As many of you know, I've been arguing for years that colleges need to provide greater support to those college athletes making the transition to the pros. [Law review article here, Huffington Post article here.] Recently, the Philadelphia Phillies and the NCAA reminded us of the lunacy of the rule prohibiting college athletes from having an agent.
  1. Fact: MLB drafts college juniors and the player has the ability to either a) sign with the team; or b) return to college for their senior year.
  2. Fact: The NCAA allows baseball (and men's ice hockey) players to retain advisors but NOT agents. Accordingly, the NCAA permits the advisor to speak with the player and his family directly, but under no circumstances may the advisor have direct contact with the team (MLB or NHL) that owns the player's rights. 
  3. Fact: The Philadelphia Phillies drafted Oregon State's Ben Wetzler, a pitcher, in the 5th round of the 2013 MLB entry draft. The Phillies had the right to negotiate with Wetzler over the summer, to see if he'd forgo his senior year and sign with their team.  Wetzler declined the Phillies offer and returned to Oregon State.
  4. Fact: The Phillies, after being spurned by Wetzler, turned him into the NCAA for having his advisor speak directly with them.  The NCAA then imposed an eleven game ban on Wetzler--forcing him to miss 20% of his senior season.

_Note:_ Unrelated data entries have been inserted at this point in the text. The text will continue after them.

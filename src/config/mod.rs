//! Configuration and on-disk layout for valocker.
//!
//! Everything lives under one data directory:
//!
//! ```text
//! <data-dir>/
//!   settings.kdl     application settings (active profile, favorites, output)
//!   roster.kdl       optional roster override (see `crate::roster`)
//!   profiles/*.json  one snapshot per profile (see `crate::profile`)
//!   actions.log      JSONL command log
//! ```
//!
//! ## settings.kdl
//!
//! Contains:
//! - `active-profile` - Profile loaded at startup
//! - `favorite` - Profile pinned to the top of listings (repeatable)
//! - `output-format` - "json" or "human"
//! - `action-log` - `#false` disables the command log
//!
//! Use the [`resolver`] module for precedence resolution.

pub mod resolver;
pub mod schema;

pub use resolver::{
    ACTION_LOG_FILE, DATA_DIR_ENV, DataPaths, PROFILES_DIR, Resolved, SETTINGS_FILE, ValueSource,
    resolve_output_format,
};
pub use schema::{OutputFormat, Settings};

I won't write a 10,000 word tome on how the Phillies' actions are deplorable and the NCAA rule is ludicrous.  [Although, let's be crystal clear, THEY ARE.]  I'll just point you to a few articles and, hopefully, allow for others to make my arguments:
Rather than just whining, I'll submit an easy recommendation--allow college athletes the right to have agents. Under what scenario does the NCAA feel that restricting access to competent career advice for college students is the right solution?  And if college athletes are students and not employees, (hmm, where have I heard that argument) shouldn't they be treated as such and allowed counsel when making life altering decisions?